Article: Power and Authority in Teacher Education
Summary: This article discussed the relationships between cooperating teachers, and student teachers. It talked about how cooperating teachers have a certain amount of power and authority over student teachers. The article was based on four cooperating teachers, and three interns. They gave their perspectives on power and authority throughout the article, and it was very interesting to see what their thoughts were regarding this topic. The cooperating teachers tended to see the word ‘power’ as a negative thing, and generally tried to avoid the word. Whereas the student teachers admitted that they felt that their teacher had a certain level of power over them, as they were the ones that were grading them. They were the ones who determined their fate, and who had a huge impact on their career. Soon, I will be entering my pre-internship and internship, and I will be the one building relationships with my cooperating teachers. I know that as I become a teacher, I will have a certain amount of authority over my students, but I had never considered the power my cooperating teacher would have over me. This was an interesting read because it gave me a new perspective on this topic, and it made the topic of power and authority relatable to my life at this time.
McNay, M. (2003). Power and authority in teacher education. Educational Forum, 68(1), 82-81. Retrieved from http://search.proquest.com/docview/62173469?accountid=13480
Additional Power and Authority Links
List below are two links to articles revolving around the topic of authority. I found them very interesting and helpful, and I hope you will too! Enjoy!
Trisha’s Article: Authority, power, and morality in classroom discourse (This article discusses how morality can be related to authority, and it describes an example of a situation within a classroom that helps to better understand these terms.)
Josie’s Article: Close to the Heart: Teaching Authority in a Classroom Community (This article outlines examples of how a teacher uses students as learning tools, and how he chooses to use students a resource rather than as a threat to his authority. It provides examples on how to demonstrate authority in a positive way, and it is a very good read that touches on an important topic.)
Treaty Essential Learning #4 World Views
The quote from this reading that stood out to me was, ‘Everything is part of a single whole.’ I think that this is a powerful statement that is very important to understand regarding First Nations perspectives.

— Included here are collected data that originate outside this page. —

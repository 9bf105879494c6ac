//! CPU-side geometry: vertex format, primitives, OBJ import, and tangent synthesis.
//!
//! Everything in this module runs before GPU upload. [`MeshData`] is the
//! intermediate representation; it can be recentered, given a tangent basis,
//! and finally uploaded as a [`Mesh`](crate::mesh::Mesh).
//!
//! # Vertex Layout
//!
//! [`Vertex`] occupies 44 bytes:
//!
//! | Attribute | Format    | Offset | Shader Location |
//! |-----------|-----------|--------|-----------------|
//! | position  | Float32x3 | 0      | 0               |
//! | normal    | Float32x3 | 12     | 1               |
//! | uv        | Float32x2 | 24     | 2               |
//! | tangent   | Float32x3 | 32     | 3               |

use glam::{Vec2, Vec3};
use std::path::Path;

/// Errors that can occur when importing geometry.
#[derive(Debug)]
pub enum GeometryError {
    /// File could not be read.
    Io(std::io::Error),
    /// The geometry data was invalid or corrupt.
    Parse(String),
}

impl std::fmt::Display for GeometryError {
    fn fmt(&self, f: &mut std::fmt::Formatter<'_>) -> std::fmt::Result {
        match self {
            GeometryError::Io(e) => write!(f, "IO error: {}", e),
            GeometryError::Parse(msg) => write!(f, "Parse error: {}", msg),
        }
    }
}

impl std::error::Error for GeometryError {
    fn source(&self) -> Option<&(dyn std::error::Error + 'static)> {
        match self {
            GeometryError::Io(e) => Some(e),
            _ => None,
        }
    }
}

impl From<std::io::Error> for GeometryError {
    fn from(e: std::io::Error) -> Self {
        GeometryError::Io(e)
    }
}

/// A vertex with position, normal, texture coordinates, and tangent.
///
/// `#[repr(C)]` plus [`bytemuck::Pod`] makes the struct safe to cast to a
/// byte slice for GPU upload. The tangent is the third basis vector needed
/// for tangent-space normal mapping; the bitangent is reconstructed in the
/// shader as `cross(normal, tangent)`.
#[repr(C)]
#[derive(Copy, Clone, Debug, bytemuck::Pod, bytemuck::Zeroable)]
pub struct Vertex {
    /// The 3D position of this vertex in model space.
    pub position: [f32; 3],
    /// The surface normal vector (should be normalized for correct lighting).
    pub normal: [f32; 3],
    /// Texture coordinates, typically in the range [0, 1].
    pub uv: [f32; 2],
    /// Tangent vector aligned with the U texture axis.
    pub tangent: [f32; 3],
}

impl Vertex {
    /// The wgpu vertex buffer layout descriptor for this vertex type.
    pub const LAYOUT: wgpu::VertexBufferLayout<'static> = wgpu::VertexBufferLayout {
        array_stride: std::mem::size_of::<Vertex>() as u64,
        step_mode: wgpu::VertexStepMode::Vertex,
        attributes: &[
            // position
            wgpu::VertexAttribute {
                offset: 0,
                shader_location: 0,
                format: wgpu::VertexFormat::Float32x3,
            },
            // normal
            wgpu::VertexAttribute {
                offset: 12,
                shader_location: 1,
                format: wgpu::VertexFormat::Float32x3,
            },
            // uv
            wgpu::VertexAttribute {
                offset: 24,
                shader_location: 2,
                format: wgpu::VertexFormat::Float32x2,
            },
            // tangent
            wgpu::VertexAttribute {
                offset: 32,
                shader_location: 3,
                format: wgpu::VertexFormat::Float32x3,
            },
        ],
    };

    /// Creates a new vertex with a zero tangent.
    ///
    /// Call [`MeshData::compute_tangents`] to fill tangents in afterwards.
    pub fn new(position: [f32; 3], normal: [f32; 3], uv: [f32; 2]) -> Self {
        Self {
            position,
            normal,
            uv,
            tangent: [0.0, 0.0, 0.0],
        }
    }
}

/// Raw geometry data before GPU upload.
#[derive(Clone, Debug)]
pub struct MeshData {
    /// Vertex positions, normals, UVs, and tangents.
    pub vertices: Vec<Vertex>,
    /// Triangle indices.
    pub indices: Vec<u32>,
}

impl MeshData {
    /// Creates mesh data from vertices and indices.
    pub fn new(vertices: Vec<Vertex>, indices: Vec<u32>) -> Self {
        Self { vertices, indices }
    }

    /// A unit quad in the XY plane facing +Z, spanning -1 to 1.
    pub fn quad() -> Self {
        let vertices = vec![
            Vertex::new([-1.0, 1.0, 0.0], [0.0, 0.0, 1.0], [0.0, 1.0]),
            Vertex::new([-1.0, -1.0, 0.0], [0.0, 0.0, 1.0], [0.0, 0.0]),
            Vertex::new([1.0, 1.0, 0.0], [0.0, 0.0, 1.0], [1.0, 1.0]),
            Vertex::new([1.0, -1.0, 0.0], [0.0, 0.0, 1.0], [1.0, 0.0]),
        ];
        let indices = vec![0, 2, 1, 2, 3, 1];

        let mut data = Self::new(vertices, indices);
        data.compute_tangents();
        data
    }

    /// A unit cube centered at the origin, spanning -0.5 to 0.5 on all axes.
    ///
    /// Each face has its own set of vertices for correct flat normals and
    /// independent UV coordinates (24 vertices, 12 triangles).
    pub fn cube() -> Self {
        #[rustfmt::skip]
        let vertices = vec![
            // Front face (Z+)
            Vertex::new([-0.5, -0.5,  0.5], [ 0.0,  0.0,  1.0], [0.0, 0.0]),
            Vertex::new([ 0.5, -0.5,  0.5], [ 0.0,  0.0,  1.0], [1.0, 0.0]),
            Vertex::new([ 0.5,  0.5,  0.5], [ 0.0,  0.0,  1.0], [1.0, 1.0]),
            Vertex::new([-0.5,  0.5,  0.5], [ 0.0,  0.0,  1.0], [0.0, 1.0]),
            // Back face (Z-)
            Vertex::new([ 0.5, -0.5, -0.5], [ 0.0,  0.0, -1.0], [0.0, 0.0]),
            Vertex::new([-0.5, -0.5, -0.5], [ 0.0,  0.0, -1.0], [1.0, 0.0]),
            Vertex::new([-0.5,  0.5, -0.5], [ 0.0,  0.0, -1.0], [1.0, 1.0]),
            Vertex::new([ 0.5,  0.5, -0.5], [ 0.0,  0.0, -1.0], [0.0, 1.0]),
            // Top face (Y+)
            Vertex::new([-0.5,  0.5,  0.5], [ 0.0,  1.0,  0.0], [0.0, 0.0]),
            Vertex::new([ 0.5,  0.5,  0.5], [ 0.0,  1.0,  0.0], [1.0, 0.0]),
            Vertex::new([ 0.5,  0.5, -0.5], [ 0.0,  1.0,  0.0], [1.0, 1.0]),
            Vertex::new([-0.5,  0.5, -0.5], [ 0.0,  1.0,  0.0], [0.0, 1.0]),
            // Bottom face (Y-)
            Vertex::new([-0.5, -0.5, -0.5], [ 0.0, -1.0,  0.0], [0.0, 0.0]),
            Vertex::new([ 0.5, -0.5, -0.5], [ 0.0, -1.0,  0.0], [1.0, 0.0]),
            Vertex::new([ 0.5, -0.5,  0.5], [ 0.0, -1.0,  0.0], [1.0, 1.0]),
            Vertex::new([-0.5, -0.5,  0.5], [ 0.0, -1.0,  0.0], [0.0, 1.0]),
            // Right face (X+)
            Vertex::new([ 0.5, -0.5,  0.5], [ 1.0,  0.0,  0.0], [0.0, 0.0]),
            Vertex::new([ 0.5, -0.5, -0.5], [ 1.0,  0.0,  0.0], [1.0, 0.0]),
            Vertex::new([ 0.5,  0.5, -0.5], [ 1.0,  0.0,  0.0], [1.0, 1.0]),
            Vertex::new([ 0.5,  0.5,  0.5], [ 1.0,  0.0,  0.0], [0.0, 1.0]),
            // Left face (X-)
            Vertex::new([-0.5, -0.5, -0.5], [-1.0,  0.0,  0.0], [0.0, 0.0]),
            Vertex::new([-0.5, -0.5,  0.5], [-1.0,  0.0,  0.0], [1.0, 0.0]),
            Vertex::new([-0.5,  0.5,  0.5], [-1.0,  0.0,  0.0], [1.0, 1.0]),
            Vertex::new([-0.5,  0.5, -0.5], [-1.0,  0.0,  0.0], [0.0, 1.0]),
        ];

        #[rustfmt::skip]
        let indices: Vec<u32> = vec![
            0,  1,  2,  2,  3,  0,  // front
            4,  5,  6,  6,  7,  4,  // back
            8,  9,  10, 10, 11, 8,  // top
            12, 13, 14, 14, 15, 12, // bottom
            16, 17, 18, 18, 19, 16, // right
            20, 21, 22, 22, 23, 20, // left
        ];

        let mut data = Self::new(vertices, indices);
        data.compute_tangents();
        data
    }

    /// Loads an OBJ model, recenters it, and computes a tangent basis.
    ///
    /// Vertices are deduplicated per (position, normal, texcoord) index
    /// triple, so a corner shared with identical attributes is stored once
    /// while hard edges keep distinct normals. All shapes in the file are
    /// merged into a single index range.
    pub fn load_obj(path: impl AsRef<Path>) -> Result<Self, GeometryError> {
        let path = path.as_ref();
        let (models, materials) = tobj::load_obj(
            path,
            &tobj::LoadOptions {
                single_index: true,
                triangulate: true,
                ..Default::default()
            },
        )
        .map_err(|e| GeometryError::Parse(format!("OBJ parse error: {}", e)))?;

        // A broken or missing .mtl is a warning; geometry still loads.
        if let Err(e) = materials {
            log::warn!(
                "Materials for '{}' could not be loaded: {}",
                path.display(),
                e
            );
        }

        if models.is_empty() {
            return Err(GeometryError::Parse("OBJ file contains no geometry".into()));
        }

        let mut vertices = Vec::new();
        let mut indices = Vec::new();

        for model in &models {
            let mesh = &model.mesh;
            let base = vertices.len() as u32;
            let vertex_count = mesh.positions.len() / 3;

            for i in 0..vertex_count {
                let position = [
                    mesh.positions[i * 3],
                    mesh.positions[i * 3 + 1],
                    mesh.positions[i * 3 + 2],
                ];
                let normal = if mesh.normals.len() >= (i + 1) * 3 {
                    [
                        mesh.normals[i * 3],
                        mesh.normals[i * 3 + 1],
                        mesh.normals[i * 3 + 2],
                    ]
                } else {
                    [0.0, 0.0, 0.0]
                };
                let uv = if mesh.texcoords.len() >= (i + 1) * 2 {
                    [mesh.texcoords[i * 2], mesh.texcoords[i * 2 + 1]]
                } else {
                    [0.0, 0.0]
                };
                vertices.push(Vertex::new(position, normal, uv));
            }

            indices.extend(mesh.indices.iter().map(|&i| base + i));
        }

        let mut data = Self::new(vertices, indices);
        if data.vertices.iter().all(|v| v.normal == [0.0, 0.0, 0.0]) {
            data.recalculate_normals();
        }
        data.recenter();
        data.compute_tangents();

        log::info!(
            "Loaded OBJ model '{}': {} vertices, {} triangles",
            path.display(),
            data.vertices.len(),
            data.indices.len() / 3
        );
        Ok(data)
    }

    /// Loads an OBJ model, falling back to a unit cube if the file cannot
    /// be read or parsed. The viewer always has something to show.
    pub fn load_obj_or_cube(path: impl AsRef<Path>) -> Self {
        let path = path.as_ref();
        match Self::load_obj(path) {
            Ok(data) => data,
            Err(e) => {
                log::warn!("Failed to load '{}' ({}); using cube", path.display(), e);
                Self::cube()
            }
        }
    }

    /// Computes the axis-aligned bounding box as `(min, max)` corners.
    pub fn bounds(&self) -> (Vec3, Vec3) {
        let mut min = Vec3::splat(f32::INFINITY);
        let mut max = Vec3::splat(f32::NEG_INFINITY);

        for v in &self.vertices {
            let p = Vec3::from(v.position);
            min = min.min(p);
            max = max.max(p);
        }

        (min, max)
    }

    /// Returns the center point of the bounding box.
    pub fn center(&self) -> Vec3 {
        let (min, max) = self.bounds();
        (min + max) * 0.5
    }

    /// Translates all vertices by the given offset.
    pub fn translate(&mut self, offset: Vec3) {
        for v in &mut self.vertices {
            v.position[0] += offset.x;
            v.position[1] += offset.y;
            v.position[2] += offset.z;
        }
    }

    /// Centers the geometry at the origin.
    pub fn recenter(&mut self) {
        let center = self.center();
        self.translate(-center);
    }

    /// Recalculates smooth vertex normals from face geometry.
    pub fn recalculate_normals(&mut self) {
        for v in &mut self.vertices {
            v.normal = [0.0, 0.0, 0.0];
        }

        for tri in self.indices.chunks(3) {
            if tri.len() < 3 {
                continue;
            }
            let i0 = tri[0] as usize;
            let i1 = tri[1] as usize;
            let i2 = tri[2] as usize;

            let p0 = Vec3::from(self.vertices[i0].position);
            let p1 = Vec3::from(self.vertices[i1].position);
            let p2 = Vec3::from(self.vertices[i2].position);

            // Unnormalized cross product weights by face area
            let face_normal = (p1 - p0).cross(p2 - p0);

            for &i in &[i0, i1, i2] {
                self.vertices[i].normal[0] += face_normal.x;
                self.vertices[i].normal[1] += face_normal.y;
                self.vertices[i].normal[2] += face_normal.z;
            }
        }

        for v in &mut self.vertices {
            v.normal = Vec3::from(v.normal).normalize_or_zero().into();
        }
    }

    /// Computes per-vertex tangents from positions and UVs.
    ///
    /// For each triangle the tangent is derived from the position edges and
    /// UV deltas, then accumulated onto its three vertices so that shared
    /// vertices end up with an averaged, renormalized tangent. Triangles
    /// with degenerate UVs contribute nothing; a vertex touched only by
    /// such triangles keeps a zero tangent.
    pub fn compute_tangents(&mut self) {
        let mut accum = vec![Vec3::ZERO; self.vertices.len()];

        for tri in self.indices.chunks(3) {
            if tri.len() < 3 {
                continue;
            }
            let i0 = tri[0] as usize;
            let i1 = tri[1] as usize;
            let i2 = tri[2] as usize;

            let p0 = Vec3::from(self.vertices[i0].position);
            let p1 = Vec3::from(self.vertices[i1].position);
            let p2 = Vec3::from(self.vertices[i2].position);

            let uv0 = Vec2::from(self.vertices[i0].uv);
            let uv1 = Vec2::from(self.vertices[i1].uv);
            let uv2 = Vec2::from(self.vertices[i2].uv);

            let edge1 = p1 - p0;
            let edge2 = p2 - p0;
            let duv1 = uv1 - uv0;
            let duv2 = uv2 - uv0;

            let denom = duv1.x * duv2.y - duv2.x * duv1.y;
            if denom.abs() < 1e-8 {
                continue;
            }
            let f = 1.0 / denom;
            let tangent = (edge1 * duv2.y - edge2 * duv1.y) * f;

            accum[i0] += tangent;
            accum[i1] += tangent;
            accum[i2] += tangent;
        }

        for (v, t) in self.vertices.iter_mut().zip(&accum) {
            v.tangent = t.normalize_or_zero().into();
        }
    }
}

Everything is connected, and this is where the importance of the circle, and the medicine wheel comes into play. This article discusses how the circle represents a harmonious relationship with nature and with all living things. It symbolizes that there is no beginning, and no end. The circle has meaning, and purpose in First Nations culture, and I think that this is a very important thing for teachers to understand. It we do not understand, it is impossible to help students understand. In order to transfer knowledge, we must have knowledge ourselves, and this article helped me to see that. There are numerous ways to incorporate the circle into the classroom, and that is something teachers should strive to do. This can be incorporated into numerous subject areas, and this is something that this class has helped me to see.
Indigenous Knowledge and the Story of the Bean
‘The interconnectedness of knowledge, sources of knowledge, and experience are critical to understanding how indigenous peoples have survived more than 500 years of genocide.’ This quote summarizes the damage that has been done, and the impacts society has had on First Nations peoples. I think that the term genocide is a very accurate work to describe our past. Healing is an ongoing process that numerous people around us are going through, and this is something that teachers must be aware of. It is extremely important to incorporate indigenous views and perspectives into our classrooms, and this article shared an excellent example of how we could go about doing that. I think that the way the teacher said she would go about planting seeds was so interesting. It was something I never would have thought of, and I really enjoyed reading about how she would teach this. I recently developed a grade three Plant Growth and Change unit in my ESCI class, and I wish I had read this story before I created it. I never even considered doing something like this, but this story helped me see the possibilities that are out there. The plant unit is an excellent way to incorporate First Nations views and perspectives, and I wish I could have done more within my unit. This story opened my eyes to the possibilities, and I found it very interesting and insightful. Another thing that I found very interesting within this article is when it discussed how knowledge is active from an indigenous perspective. They believe that they are always learning, and that one should always be working to attain knowledge, and share it with others. The concept of knowledge is extremely important within the First Nations culture, and this is important for us to understand as we move forward in our journey.